Caso Orelha: Familiares de adolescentes que espancaram cachorro até a morte são indiciados por ameaça a testemunha
Pais e tio de adolescentes suspeitos são acusados de tentar interferir no andamento do inquérito
As investigações sobre a morte do cão comunitário Orelha, agredido na Praia Brava — uma das regiões mais valorizadas de Florianópolis — ganharam um novo desdobramento. A Polícia Civil indiciou três adultos suspeitos de coagir uma testemunha considerada estratégica para o esclarecimento do caso.Segundo as autoridades, os indiciados são familiares diretos dos adolescentes apontados como autores das agressões contra o animal. Dois deles são empresários e o terceiro atua como advogado. A identidade dos envolvidos não foi divulgada.O episódio central da apuração envolve quatro adolescentes, já identificados pela polícia, suspeitos de praticar maus-tratos contra Orelha. Além disso, eles também teriam tentado afogar outro cachorro no mar, em uma ação que gerou forte comoção nas redes sociais.Em entrevista coletiva realizada nesta terça-feira (27), a Polícia Civil detalhou que a coação teria sido direcionada a um vigilante de condomínio. O profissional possui uma fotografia considerada relevante para a investigação e que poderia ajudar a esclarecer a dinâmica do crime.De acordo com a corporação, o crime de coação ocorre quando alguém ameaça ou constrange pessoas envolvidas em um processo judicial — como testemunhas, vítimas ou réus — com o objetivo de influenciar o curso das investigações ou o resultado do processo.Por questões de segurança, o vigilante foi afastado de suas atividades e colocado em férias compulsórias.
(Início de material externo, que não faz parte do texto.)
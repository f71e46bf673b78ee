use clap::{Args, Parser, Subcommand, ValueEnum};
use diamonds::{
    Background, GradientKind, Hsla, Options, generate_layers, render_composite,
    render_composite_json, render_layers,
};
use diamonds::error::Result as DiamondsResult;
use std::error::Error;
use std::io::Read;
use std::path::{Path, PathBuf};

// --- Command Line ---

#[derive(Parser)]
#[command(name = "diamonds", version, about = "Randomized layered CSS gradients")]
struct Cli {
    /// Raise log verbosity (-v debug, -vv trace). RUST_LOG takes precedence.
    #[arg(short, long, action = clap::ArgAction::Count, global = true)]
    verbose: u8,

    #[command(subcommand)]
    command: Command,
}

#[derive(Subcommand)]
enum Command {
    /// Generate a layer stack and print it
    Generate(GenerateArgs),
    /// Render a JSON array of layer descriptors as one CSS value
    Render {
        /// Descriptor file; stdin when omitted or "-"
        input: Option<PathBuf>,
    },
}

#[derive(Copy, Clone, ValueEnum)]
enum KindArg {
    Linear,
    Radial,
}

impl From<KindArg> for GradientKind {
    fn from(kind: KindArg) -> Self {
        match kind {
            KindArg::Linear => GradientKind::Linear,
            KindArg::Radial => GradientKind::Radial,
        }
    }
}

#[derive(Copy, Clone, Default, ValueEnum)]
enum Format {
    /// Single composite background value
    #[default]
    Css,
    /// One layer per line
    Lines,
    /// Layer descriptors as JSON
    Json,
}

#[derive(Args)]
struct GenerateArgs {
    /// JSON options file ("-" for stdin); flags below override its fields
    #[arg(short, long)]
    config: Option<PathBuf>,

    #[arg(short = 't', long = "type", value_enum)]
    kind: Option<KindArg>,

    /// Explicit color as "h,s,l,a" (repeatable)
    #[arg(long = "color", value_parser = parse_color)]
    colors: Vec<Hsla>,

    #[arg(short = 'n', long)]
    random_colors: Option<usize>,

    /// "random" or "h,s,l,a"
    #[arg(short, long, value_parser = parse_background)]
    background: Option<Background>,

    #[arg(long)]
    shades: Option<usize>,

    #[arg(long)]
    shade_variance: Option<f64>,

    #[arg(long)]
    opacity: Option<f64>,

    #[arg(long)]
    seed: Option<u64>,

    #[arg(short, long, value_enum, default_value_t)]
    format: Format,
}

impl GenerateArgs {
    fn options(&self) -> Result<Options, Box<dyn Error>> {
        let mut options = match &self.config {
            Some(path) => Options::from_json(&read_input(Some(path.as_path()))?)?,
            None => Options::default(),
        };

        if let Some(kind) = self.kind {
            options.kind = kind.into();
        }
        if !self.colors.is_empty() {
            options.colors = Some(self.colors.clone());
        }
        if self.random_colors.is_some() {
            options.random_colors_number = self.random_colors;
        }
        if self.background.is_some() {
            options.background = self.background;
        }
        if self.shades.is_some() {
            options.shades = self.shades;
        }
        if self.shade_variance.is_some() {
            options.shade_variance = self.shade_variance;
        }
        if self.opacity.is_some() {
            options.opacity = self.opacity;
        }
        if self.seed.is_some() {
            options.seed = self.seed;
        }

        Ok(options)
    }
}

// --- Helper Functions ---

fn parse_color(text: &str) -> Result<Hsla, String> {
    let channels = text
        .split(',')
        .map(|part| part.trim().parse::<f64>())
        .collect::<Result<Vec<_>, _>>()
        .map_err(|e| format!("invalid channel in '{text}': {e}"))?;

    match channels[..] {
        [h, s, l] => Ok(Hsla::new(h, s, l, 1.0)),
        [h, s, l, a] => Ok(Hsla::new(h, s, l, a)),
        _ => Err(format!("expected 'h,s,l' or 'h,s,l,a', got '{text}'")),
    }
}

fn parse_background(text: &str) -> Result<Background, String> {
    if text.eq_ignore_ascii_case("random") {
        Ok(Background::Random)
    } else {
        parse_color(text).map(Background::Fixed)
    }
}

fn read_input(path: Option<&Path>) -> DiamondsResult<String> {
    match path {
        Some(path) if path != Path::new("-") => Ok(std::fs::read_to_string(path)?),
        _ => {
            let mut buffer = String::new();
            std::io::stdin().read_to_string(&mut buffer)?;
            Ok(buffer)
        }
    }
}

fn init_logging(verbose: u8) {
    let default_level = match verbose {
        0 => "warn",
        1 => "debug",
        _ => "trace",
    };
    env_logger::Builder::from_env(env_logger::Env::default().default_filter_or(default_level))
        .init();
}

// --- Main Function ---
fn main() -> Result<(), Box<dyn Error>> {
    let cli = Cli::parse();
    init_logging(cli.verbose);

    match cli.command {
        Command::Generate(args) => {
            let options = args.options()?;
            let layers = generate_layers(&options)?;
            log::info!("generated {} layers", layers.len());

            match args.format {
                Format::Css => println!("{}", render_composite(&layers)),
                Format::Lines => {
                    for line in render_layers(&layers) {
                        println!("{line}");
                    }
                }
                Format::Json => println!("{}", serde_json::to_string_pretty(&layers)?),
            }
        }
        Command::Render { input } => {
            let text = read_input(input.as_deref())?;
            let values: Vec<serde_json::Value> = serde_json::from_str(&text)?;
            println!("{}", render_composite_json(&values)?);
        }
    }

    Ok(())
}

#[cfg(test)]
mod tests {
    use super::*;

    #[test]
    fn parses_colors() {
        assert_eq!(parse_color("200, 50, 50, 1"), Ok(Hsla::new(200.0, 50.0, 50.0, 1.0)));
        assert_eq!(parse_color("10,20,30"), Ok(Hsla::new(10.0, 20.0, 30.0, 1.0)));
        assert!(parse_color("10,20").is_err());
        assert!(parse_color("a,b,c,d").is_err());
    }

    #[test]
    fn parses_background() {
        assert_eq!(parse_background("random"), Ok(Background::Random));
        assert_eq!(
            parse_background("0,0,0,1"),
            Ok(Background::Fixed(Hsla::new(0.0, 0.0, 0.0, 1.0)))
        );
    }

    #[test]
    fn flags_build_options() {
        let cli = Cli::try_parse_from([
            "diamonds", "generate", "-t", "radial", "--color", "200,50,50,1", "-n", "2",
            "--shades", "1", "--shade-variance", "4", "--seed", "7",
        ])
        .unwrap();
        let Command::Generate(args) = cli.command else {
            panic!("expected generate");
        };
        let options = args.options().unwrap();

        assert_eq!(options.kind, GradientKind::Radial);
        assert_eq!(options.colors, Some(vec![Hsla::new(200.0, 50.0, 50.0, 1.0)]));
        assert_eq!(options.random_colors_number, Some(2));
        assert_eq!(options.shade_expansion(), Some((1, 4.0)));
        assert_eq!(options.seed, Some(7));
        assert_eq!(generate_layers(&options).unwrap().len(), 6);
    }

    #[test]
    fn missing_input_file_is_io_error() {
        let path = std::env::temp_dir().join("diamonds-no-such-options.json");
        assert!(matches!(
            read_input(Some(path.as_path())),
            Err(diamonds::DiamondsError::Io(_))
        ));
    }

    #[test]
    fn cli_definition_is_valid() {
        use clap::CommandFactory;
        Cli::command().debug_assert();
    }
}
Paralelamente, a polícia analisa mais de mil horas de imagens de câmeras de segurança, embora ainda não tenha confirmado se teve acesso ao registro específico mencionado.No inquérito que apura exclusivamente a suspeita de coação, 22 pessoas já prestaram depoimento. A Justiça, no entanto, não autorizou a apreensão de celulares ou outros dispositivos eletrônicos pertencentes aos adultos investigados.Em razão do Estatuto da Criança e do Adolescente (ECA), os nomes e idades dos quatro adolescentes não foram divulgados. Dois deles permanecem em Florianópolis e foram alvo de uma operação policial na segunda-feira (26), enquanto os outros dois estão nos Estados Unidos, em uma viagem previamente programada.